## Exercise requirements
Extract all lines in the data that contain the word "IdentitySignatures".

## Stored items
/---

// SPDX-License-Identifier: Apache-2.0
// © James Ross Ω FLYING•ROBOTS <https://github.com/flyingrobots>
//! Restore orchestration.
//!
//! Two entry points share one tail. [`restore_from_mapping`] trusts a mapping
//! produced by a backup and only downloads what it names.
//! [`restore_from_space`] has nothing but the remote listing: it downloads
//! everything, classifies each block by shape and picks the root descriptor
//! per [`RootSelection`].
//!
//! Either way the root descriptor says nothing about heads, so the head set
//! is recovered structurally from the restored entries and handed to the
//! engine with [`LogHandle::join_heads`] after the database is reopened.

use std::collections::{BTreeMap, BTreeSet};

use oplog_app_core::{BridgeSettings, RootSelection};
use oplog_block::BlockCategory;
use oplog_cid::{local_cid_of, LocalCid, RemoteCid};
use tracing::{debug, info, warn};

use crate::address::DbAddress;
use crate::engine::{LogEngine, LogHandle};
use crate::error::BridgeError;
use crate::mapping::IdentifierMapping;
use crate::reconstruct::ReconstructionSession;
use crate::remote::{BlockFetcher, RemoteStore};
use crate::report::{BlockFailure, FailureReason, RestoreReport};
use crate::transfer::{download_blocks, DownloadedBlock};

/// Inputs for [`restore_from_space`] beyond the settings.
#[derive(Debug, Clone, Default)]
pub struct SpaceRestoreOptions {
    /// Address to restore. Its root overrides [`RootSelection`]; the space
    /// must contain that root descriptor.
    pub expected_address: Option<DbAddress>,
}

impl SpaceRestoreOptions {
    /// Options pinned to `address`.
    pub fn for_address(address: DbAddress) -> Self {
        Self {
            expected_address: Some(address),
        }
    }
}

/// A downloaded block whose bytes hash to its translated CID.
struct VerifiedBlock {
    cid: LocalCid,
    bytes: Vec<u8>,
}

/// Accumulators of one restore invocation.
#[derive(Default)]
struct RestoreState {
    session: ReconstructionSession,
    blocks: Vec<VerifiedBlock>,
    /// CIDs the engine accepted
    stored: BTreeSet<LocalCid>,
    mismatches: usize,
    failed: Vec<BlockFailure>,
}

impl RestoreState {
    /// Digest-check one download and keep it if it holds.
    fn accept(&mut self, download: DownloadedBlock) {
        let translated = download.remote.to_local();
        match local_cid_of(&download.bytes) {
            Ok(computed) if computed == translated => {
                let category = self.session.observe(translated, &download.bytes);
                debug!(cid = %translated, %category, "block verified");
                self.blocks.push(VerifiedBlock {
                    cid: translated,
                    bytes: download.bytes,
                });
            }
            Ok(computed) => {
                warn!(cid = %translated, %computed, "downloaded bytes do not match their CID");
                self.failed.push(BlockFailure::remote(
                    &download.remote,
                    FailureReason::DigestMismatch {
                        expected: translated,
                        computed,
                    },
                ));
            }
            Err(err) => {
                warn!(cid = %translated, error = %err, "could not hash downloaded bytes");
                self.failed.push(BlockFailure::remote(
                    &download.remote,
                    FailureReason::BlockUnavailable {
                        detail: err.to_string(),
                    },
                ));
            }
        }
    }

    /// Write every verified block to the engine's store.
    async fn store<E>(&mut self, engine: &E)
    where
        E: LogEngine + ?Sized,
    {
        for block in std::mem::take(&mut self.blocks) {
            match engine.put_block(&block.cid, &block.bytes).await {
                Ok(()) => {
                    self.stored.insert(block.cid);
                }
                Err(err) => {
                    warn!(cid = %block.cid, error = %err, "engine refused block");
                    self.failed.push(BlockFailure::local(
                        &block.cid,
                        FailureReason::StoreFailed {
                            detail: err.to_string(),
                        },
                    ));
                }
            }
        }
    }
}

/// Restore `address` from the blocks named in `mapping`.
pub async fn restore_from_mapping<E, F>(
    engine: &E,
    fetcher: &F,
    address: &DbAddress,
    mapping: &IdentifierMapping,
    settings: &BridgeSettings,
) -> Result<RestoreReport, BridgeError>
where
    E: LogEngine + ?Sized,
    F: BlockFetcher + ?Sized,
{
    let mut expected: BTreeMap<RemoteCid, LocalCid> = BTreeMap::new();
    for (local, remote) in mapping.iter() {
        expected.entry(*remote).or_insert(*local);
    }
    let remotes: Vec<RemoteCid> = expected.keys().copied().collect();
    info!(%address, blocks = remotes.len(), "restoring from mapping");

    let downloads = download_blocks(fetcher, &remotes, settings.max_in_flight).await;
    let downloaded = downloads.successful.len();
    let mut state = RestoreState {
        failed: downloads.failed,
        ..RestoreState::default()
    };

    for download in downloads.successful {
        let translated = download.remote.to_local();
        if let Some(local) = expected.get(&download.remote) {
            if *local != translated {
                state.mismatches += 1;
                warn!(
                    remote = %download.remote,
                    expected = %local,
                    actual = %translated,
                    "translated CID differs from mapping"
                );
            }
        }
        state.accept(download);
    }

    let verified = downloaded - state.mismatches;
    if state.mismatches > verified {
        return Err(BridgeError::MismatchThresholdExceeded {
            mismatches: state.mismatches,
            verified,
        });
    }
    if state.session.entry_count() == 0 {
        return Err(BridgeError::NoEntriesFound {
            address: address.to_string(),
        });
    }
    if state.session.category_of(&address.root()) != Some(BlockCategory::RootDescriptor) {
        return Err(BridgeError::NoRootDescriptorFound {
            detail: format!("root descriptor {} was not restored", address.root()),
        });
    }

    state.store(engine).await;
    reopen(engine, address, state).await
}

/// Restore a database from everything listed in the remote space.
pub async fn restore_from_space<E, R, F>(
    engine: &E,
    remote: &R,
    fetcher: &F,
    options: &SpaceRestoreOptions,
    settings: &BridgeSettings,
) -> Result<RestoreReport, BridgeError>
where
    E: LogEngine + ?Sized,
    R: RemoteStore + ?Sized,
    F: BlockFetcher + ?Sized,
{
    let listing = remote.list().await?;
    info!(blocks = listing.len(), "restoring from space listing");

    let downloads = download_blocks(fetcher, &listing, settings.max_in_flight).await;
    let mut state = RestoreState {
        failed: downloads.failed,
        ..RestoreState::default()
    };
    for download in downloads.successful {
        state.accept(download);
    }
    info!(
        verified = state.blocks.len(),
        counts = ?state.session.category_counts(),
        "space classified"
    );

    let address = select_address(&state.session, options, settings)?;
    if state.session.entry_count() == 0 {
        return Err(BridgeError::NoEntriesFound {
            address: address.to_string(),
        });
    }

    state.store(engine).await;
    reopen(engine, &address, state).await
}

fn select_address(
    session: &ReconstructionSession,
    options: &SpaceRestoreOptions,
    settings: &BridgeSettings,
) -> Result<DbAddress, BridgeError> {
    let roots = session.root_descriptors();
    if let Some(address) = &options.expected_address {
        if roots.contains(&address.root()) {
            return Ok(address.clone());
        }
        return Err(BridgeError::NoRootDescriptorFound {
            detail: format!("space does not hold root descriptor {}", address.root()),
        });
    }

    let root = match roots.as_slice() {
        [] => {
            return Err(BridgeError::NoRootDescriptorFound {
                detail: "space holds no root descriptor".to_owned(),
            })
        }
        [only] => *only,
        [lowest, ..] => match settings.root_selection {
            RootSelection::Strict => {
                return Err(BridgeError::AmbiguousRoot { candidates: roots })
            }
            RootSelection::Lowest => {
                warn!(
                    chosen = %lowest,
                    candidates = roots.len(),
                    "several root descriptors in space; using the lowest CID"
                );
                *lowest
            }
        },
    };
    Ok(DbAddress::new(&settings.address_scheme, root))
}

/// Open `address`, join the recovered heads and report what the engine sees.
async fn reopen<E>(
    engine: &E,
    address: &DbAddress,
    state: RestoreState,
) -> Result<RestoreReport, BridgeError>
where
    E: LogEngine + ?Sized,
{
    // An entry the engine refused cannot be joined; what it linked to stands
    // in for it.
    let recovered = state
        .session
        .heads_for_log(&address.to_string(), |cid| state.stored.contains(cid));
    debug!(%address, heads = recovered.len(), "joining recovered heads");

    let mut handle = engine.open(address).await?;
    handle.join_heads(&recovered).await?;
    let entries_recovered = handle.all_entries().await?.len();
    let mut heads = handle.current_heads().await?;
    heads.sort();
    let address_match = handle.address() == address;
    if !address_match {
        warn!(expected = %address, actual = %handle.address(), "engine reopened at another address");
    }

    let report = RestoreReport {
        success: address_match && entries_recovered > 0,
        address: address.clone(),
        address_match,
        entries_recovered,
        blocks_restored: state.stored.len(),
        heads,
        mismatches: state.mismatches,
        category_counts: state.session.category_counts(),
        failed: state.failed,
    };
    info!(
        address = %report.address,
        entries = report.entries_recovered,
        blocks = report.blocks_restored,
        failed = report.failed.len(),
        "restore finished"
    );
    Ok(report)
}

\---
/---

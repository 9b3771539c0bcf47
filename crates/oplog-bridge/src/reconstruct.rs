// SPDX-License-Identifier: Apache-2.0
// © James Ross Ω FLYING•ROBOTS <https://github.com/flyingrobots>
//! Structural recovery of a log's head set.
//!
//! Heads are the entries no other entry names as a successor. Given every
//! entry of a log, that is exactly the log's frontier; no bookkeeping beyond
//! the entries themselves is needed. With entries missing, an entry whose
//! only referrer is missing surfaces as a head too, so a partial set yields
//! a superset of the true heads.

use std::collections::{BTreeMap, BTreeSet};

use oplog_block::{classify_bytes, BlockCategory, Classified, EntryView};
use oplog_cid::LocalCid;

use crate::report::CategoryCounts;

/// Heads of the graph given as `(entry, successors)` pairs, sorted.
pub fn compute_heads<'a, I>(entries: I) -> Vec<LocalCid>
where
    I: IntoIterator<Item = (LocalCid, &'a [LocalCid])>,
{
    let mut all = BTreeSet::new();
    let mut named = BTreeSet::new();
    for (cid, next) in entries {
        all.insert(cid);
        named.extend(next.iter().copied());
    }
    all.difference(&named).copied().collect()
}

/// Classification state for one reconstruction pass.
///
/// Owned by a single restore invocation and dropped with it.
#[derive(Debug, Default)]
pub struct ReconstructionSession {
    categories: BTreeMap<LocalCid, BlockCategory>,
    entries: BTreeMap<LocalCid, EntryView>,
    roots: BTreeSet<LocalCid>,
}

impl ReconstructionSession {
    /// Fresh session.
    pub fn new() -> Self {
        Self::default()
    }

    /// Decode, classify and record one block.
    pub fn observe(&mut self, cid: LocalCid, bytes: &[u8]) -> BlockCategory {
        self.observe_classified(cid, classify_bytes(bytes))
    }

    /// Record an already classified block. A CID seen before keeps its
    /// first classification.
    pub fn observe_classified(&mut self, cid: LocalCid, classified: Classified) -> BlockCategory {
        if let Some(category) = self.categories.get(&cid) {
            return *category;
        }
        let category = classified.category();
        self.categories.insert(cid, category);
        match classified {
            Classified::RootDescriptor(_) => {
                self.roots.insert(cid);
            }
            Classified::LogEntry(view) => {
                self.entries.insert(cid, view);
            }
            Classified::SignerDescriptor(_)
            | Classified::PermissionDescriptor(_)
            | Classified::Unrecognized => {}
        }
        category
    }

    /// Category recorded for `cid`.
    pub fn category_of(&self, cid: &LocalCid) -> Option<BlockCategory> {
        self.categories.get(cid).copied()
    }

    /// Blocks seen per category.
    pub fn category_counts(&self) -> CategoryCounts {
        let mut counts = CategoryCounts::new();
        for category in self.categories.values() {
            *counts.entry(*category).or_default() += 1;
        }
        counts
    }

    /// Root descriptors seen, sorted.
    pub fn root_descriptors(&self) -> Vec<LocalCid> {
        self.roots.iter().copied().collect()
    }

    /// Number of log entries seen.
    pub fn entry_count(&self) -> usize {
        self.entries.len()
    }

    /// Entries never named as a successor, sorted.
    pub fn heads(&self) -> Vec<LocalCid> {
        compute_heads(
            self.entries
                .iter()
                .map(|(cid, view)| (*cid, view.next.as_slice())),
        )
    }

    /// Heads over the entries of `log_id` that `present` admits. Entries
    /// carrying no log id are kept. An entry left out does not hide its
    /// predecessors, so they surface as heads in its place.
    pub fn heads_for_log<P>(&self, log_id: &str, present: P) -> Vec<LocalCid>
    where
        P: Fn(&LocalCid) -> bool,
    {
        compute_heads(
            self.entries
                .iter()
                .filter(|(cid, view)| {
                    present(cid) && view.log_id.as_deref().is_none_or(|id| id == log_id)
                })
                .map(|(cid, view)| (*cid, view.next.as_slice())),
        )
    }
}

\---
/---

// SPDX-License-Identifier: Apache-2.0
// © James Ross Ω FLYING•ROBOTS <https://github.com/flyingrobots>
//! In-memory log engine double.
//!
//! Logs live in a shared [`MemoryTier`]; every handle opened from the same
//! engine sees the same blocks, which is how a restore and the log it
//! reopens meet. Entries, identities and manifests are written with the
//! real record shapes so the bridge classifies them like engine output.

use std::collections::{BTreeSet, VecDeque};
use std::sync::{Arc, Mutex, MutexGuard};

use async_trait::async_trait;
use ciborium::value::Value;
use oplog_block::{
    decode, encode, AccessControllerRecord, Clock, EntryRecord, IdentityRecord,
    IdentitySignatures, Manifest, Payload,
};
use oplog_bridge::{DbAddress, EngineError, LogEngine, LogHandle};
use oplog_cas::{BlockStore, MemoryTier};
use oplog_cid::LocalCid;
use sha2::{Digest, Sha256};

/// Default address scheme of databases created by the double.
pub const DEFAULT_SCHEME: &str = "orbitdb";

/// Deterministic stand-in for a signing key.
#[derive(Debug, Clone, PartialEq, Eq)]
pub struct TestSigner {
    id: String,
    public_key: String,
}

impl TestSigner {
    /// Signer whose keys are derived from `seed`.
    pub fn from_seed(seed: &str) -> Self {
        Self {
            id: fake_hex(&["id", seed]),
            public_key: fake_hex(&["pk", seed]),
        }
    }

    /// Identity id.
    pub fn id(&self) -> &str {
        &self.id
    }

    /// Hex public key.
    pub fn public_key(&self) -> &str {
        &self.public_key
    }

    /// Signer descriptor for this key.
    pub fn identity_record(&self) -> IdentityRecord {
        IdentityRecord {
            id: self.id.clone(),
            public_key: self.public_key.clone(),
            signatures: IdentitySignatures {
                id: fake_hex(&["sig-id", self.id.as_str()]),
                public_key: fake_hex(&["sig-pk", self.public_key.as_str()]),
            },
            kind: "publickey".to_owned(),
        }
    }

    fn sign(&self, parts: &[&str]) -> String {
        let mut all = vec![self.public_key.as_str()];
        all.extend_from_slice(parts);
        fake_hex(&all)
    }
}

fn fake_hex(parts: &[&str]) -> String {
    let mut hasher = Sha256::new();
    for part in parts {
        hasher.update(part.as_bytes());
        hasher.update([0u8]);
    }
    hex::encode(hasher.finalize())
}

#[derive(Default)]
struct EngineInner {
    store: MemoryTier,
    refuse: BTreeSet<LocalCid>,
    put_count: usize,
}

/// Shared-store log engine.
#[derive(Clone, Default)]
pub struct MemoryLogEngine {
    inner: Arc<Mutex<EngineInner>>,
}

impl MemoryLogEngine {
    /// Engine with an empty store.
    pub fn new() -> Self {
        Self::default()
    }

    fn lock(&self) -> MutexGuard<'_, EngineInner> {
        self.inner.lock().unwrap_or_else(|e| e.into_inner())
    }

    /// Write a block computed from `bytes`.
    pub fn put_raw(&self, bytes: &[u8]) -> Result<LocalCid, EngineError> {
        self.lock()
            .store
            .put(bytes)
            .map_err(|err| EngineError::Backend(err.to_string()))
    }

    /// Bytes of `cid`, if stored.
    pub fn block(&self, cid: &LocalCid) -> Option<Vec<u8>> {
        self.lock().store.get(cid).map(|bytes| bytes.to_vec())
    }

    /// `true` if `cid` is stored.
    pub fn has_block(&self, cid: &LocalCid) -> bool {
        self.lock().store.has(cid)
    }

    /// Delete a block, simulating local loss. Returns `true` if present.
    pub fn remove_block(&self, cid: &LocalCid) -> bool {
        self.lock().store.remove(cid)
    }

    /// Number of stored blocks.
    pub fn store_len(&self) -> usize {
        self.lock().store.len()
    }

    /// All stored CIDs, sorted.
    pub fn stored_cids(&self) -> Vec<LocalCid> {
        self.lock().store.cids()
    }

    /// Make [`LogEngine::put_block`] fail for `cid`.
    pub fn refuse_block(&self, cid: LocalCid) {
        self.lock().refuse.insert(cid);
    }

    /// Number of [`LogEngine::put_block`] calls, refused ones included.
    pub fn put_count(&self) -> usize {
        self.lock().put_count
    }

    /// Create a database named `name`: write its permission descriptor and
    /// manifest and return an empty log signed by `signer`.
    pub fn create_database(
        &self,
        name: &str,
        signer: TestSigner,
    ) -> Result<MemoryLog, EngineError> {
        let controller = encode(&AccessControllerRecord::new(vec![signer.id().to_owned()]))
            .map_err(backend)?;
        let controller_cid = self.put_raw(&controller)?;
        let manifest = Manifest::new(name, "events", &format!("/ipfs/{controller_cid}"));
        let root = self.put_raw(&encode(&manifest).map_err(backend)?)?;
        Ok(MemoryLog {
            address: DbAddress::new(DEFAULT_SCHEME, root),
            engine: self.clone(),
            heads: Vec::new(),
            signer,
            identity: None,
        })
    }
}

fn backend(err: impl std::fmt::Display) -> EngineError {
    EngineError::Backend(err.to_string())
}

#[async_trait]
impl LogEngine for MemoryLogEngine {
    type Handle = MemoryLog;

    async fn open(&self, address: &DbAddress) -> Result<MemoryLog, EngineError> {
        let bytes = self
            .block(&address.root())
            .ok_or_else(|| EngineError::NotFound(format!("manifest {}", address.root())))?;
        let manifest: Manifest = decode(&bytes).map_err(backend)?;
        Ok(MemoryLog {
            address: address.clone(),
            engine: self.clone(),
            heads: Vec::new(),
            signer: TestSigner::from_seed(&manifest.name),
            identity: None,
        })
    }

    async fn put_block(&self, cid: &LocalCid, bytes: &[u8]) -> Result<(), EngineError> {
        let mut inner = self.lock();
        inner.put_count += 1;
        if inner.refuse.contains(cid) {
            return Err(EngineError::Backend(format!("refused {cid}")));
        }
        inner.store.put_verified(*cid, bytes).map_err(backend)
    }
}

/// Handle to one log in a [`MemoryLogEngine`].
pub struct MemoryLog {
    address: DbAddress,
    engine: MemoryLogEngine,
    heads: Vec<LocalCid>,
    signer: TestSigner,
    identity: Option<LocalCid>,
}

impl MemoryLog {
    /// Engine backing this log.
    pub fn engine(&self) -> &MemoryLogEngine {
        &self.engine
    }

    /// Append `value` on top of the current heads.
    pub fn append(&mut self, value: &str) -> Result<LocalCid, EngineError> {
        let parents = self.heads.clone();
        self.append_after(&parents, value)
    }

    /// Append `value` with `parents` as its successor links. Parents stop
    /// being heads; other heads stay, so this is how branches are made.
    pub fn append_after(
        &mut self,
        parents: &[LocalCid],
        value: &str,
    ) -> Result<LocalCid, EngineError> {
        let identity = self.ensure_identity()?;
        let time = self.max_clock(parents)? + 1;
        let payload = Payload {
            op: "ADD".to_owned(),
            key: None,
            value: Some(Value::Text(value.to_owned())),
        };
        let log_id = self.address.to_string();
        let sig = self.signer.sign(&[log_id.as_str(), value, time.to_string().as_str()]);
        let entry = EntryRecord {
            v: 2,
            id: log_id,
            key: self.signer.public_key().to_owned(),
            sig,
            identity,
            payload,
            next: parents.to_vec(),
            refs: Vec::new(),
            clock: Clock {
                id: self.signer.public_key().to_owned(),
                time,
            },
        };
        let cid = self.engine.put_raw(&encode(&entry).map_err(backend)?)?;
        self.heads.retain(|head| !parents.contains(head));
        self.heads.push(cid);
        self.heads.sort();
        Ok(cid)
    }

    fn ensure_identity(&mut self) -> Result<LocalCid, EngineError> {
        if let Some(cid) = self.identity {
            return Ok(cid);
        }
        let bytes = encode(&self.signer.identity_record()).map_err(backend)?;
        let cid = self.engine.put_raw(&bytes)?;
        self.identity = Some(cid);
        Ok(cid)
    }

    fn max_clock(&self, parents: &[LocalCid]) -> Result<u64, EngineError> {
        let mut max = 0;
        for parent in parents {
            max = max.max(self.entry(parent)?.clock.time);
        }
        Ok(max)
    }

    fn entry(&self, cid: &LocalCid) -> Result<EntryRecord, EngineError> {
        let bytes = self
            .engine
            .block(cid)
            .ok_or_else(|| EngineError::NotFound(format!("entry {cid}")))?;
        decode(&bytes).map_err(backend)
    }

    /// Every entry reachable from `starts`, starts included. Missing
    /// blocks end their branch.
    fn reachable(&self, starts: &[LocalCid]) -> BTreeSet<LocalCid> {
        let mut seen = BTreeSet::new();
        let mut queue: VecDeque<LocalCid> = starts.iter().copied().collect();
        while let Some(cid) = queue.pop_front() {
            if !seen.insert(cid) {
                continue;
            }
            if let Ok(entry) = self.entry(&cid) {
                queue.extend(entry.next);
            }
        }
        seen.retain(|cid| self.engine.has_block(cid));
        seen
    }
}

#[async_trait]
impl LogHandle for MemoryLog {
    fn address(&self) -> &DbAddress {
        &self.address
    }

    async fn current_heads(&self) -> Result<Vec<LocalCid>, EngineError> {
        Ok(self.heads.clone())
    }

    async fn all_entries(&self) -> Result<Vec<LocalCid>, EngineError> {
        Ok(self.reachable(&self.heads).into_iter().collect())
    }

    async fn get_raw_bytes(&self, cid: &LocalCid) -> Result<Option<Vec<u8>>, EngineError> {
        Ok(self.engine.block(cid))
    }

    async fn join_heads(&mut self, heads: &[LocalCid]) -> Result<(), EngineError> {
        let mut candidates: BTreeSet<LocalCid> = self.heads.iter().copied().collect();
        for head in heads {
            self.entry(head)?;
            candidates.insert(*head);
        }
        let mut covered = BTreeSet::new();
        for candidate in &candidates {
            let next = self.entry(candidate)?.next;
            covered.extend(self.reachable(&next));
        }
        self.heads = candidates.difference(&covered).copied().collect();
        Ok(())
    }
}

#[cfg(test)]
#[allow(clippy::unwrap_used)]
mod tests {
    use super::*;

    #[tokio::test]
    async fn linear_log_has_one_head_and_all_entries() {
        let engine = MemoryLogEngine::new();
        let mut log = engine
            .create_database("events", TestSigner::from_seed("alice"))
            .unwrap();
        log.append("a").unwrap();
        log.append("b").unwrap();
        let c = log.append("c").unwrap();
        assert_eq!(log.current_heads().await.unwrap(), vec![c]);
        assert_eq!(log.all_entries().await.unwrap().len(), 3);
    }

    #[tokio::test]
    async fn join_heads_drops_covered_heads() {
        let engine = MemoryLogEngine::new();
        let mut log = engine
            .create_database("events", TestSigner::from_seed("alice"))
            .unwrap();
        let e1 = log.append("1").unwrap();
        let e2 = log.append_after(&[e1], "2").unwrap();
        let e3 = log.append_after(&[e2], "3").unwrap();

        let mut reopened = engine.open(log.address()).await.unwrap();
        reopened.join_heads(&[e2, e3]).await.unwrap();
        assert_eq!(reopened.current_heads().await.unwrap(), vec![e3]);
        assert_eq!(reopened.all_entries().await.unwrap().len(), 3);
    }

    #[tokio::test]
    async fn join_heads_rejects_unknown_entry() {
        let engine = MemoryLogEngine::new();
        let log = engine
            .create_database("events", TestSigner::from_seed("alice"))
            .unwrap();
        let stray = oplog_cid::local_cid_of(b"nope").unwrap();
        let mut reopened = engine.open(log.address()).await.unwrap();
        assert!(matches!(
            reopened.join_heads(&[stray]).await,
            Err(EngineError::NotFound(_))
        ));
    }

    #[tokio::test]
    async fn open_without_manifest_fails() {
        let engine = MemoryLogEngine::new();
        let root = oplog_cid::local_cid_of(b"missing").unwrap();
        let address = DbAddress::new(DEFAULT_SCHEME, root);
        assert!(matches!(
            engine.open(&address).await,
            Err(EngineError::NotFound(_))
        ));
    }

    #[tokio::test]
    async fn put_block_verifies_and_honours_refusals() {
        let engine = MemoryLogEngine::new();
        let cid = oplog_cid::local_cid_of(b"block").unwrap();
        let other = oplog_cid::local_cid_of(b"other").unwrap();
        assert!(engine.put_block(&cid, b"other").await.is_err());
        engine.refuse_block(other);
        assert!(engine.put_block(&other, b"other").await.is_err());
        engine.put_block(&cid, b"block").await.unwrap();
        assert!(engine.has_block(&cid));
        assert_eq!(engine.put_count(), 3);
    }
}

\---

## Result of the task
    IdentitySignatures, Manifest, Payload,
            signatures: IdentitySignatures {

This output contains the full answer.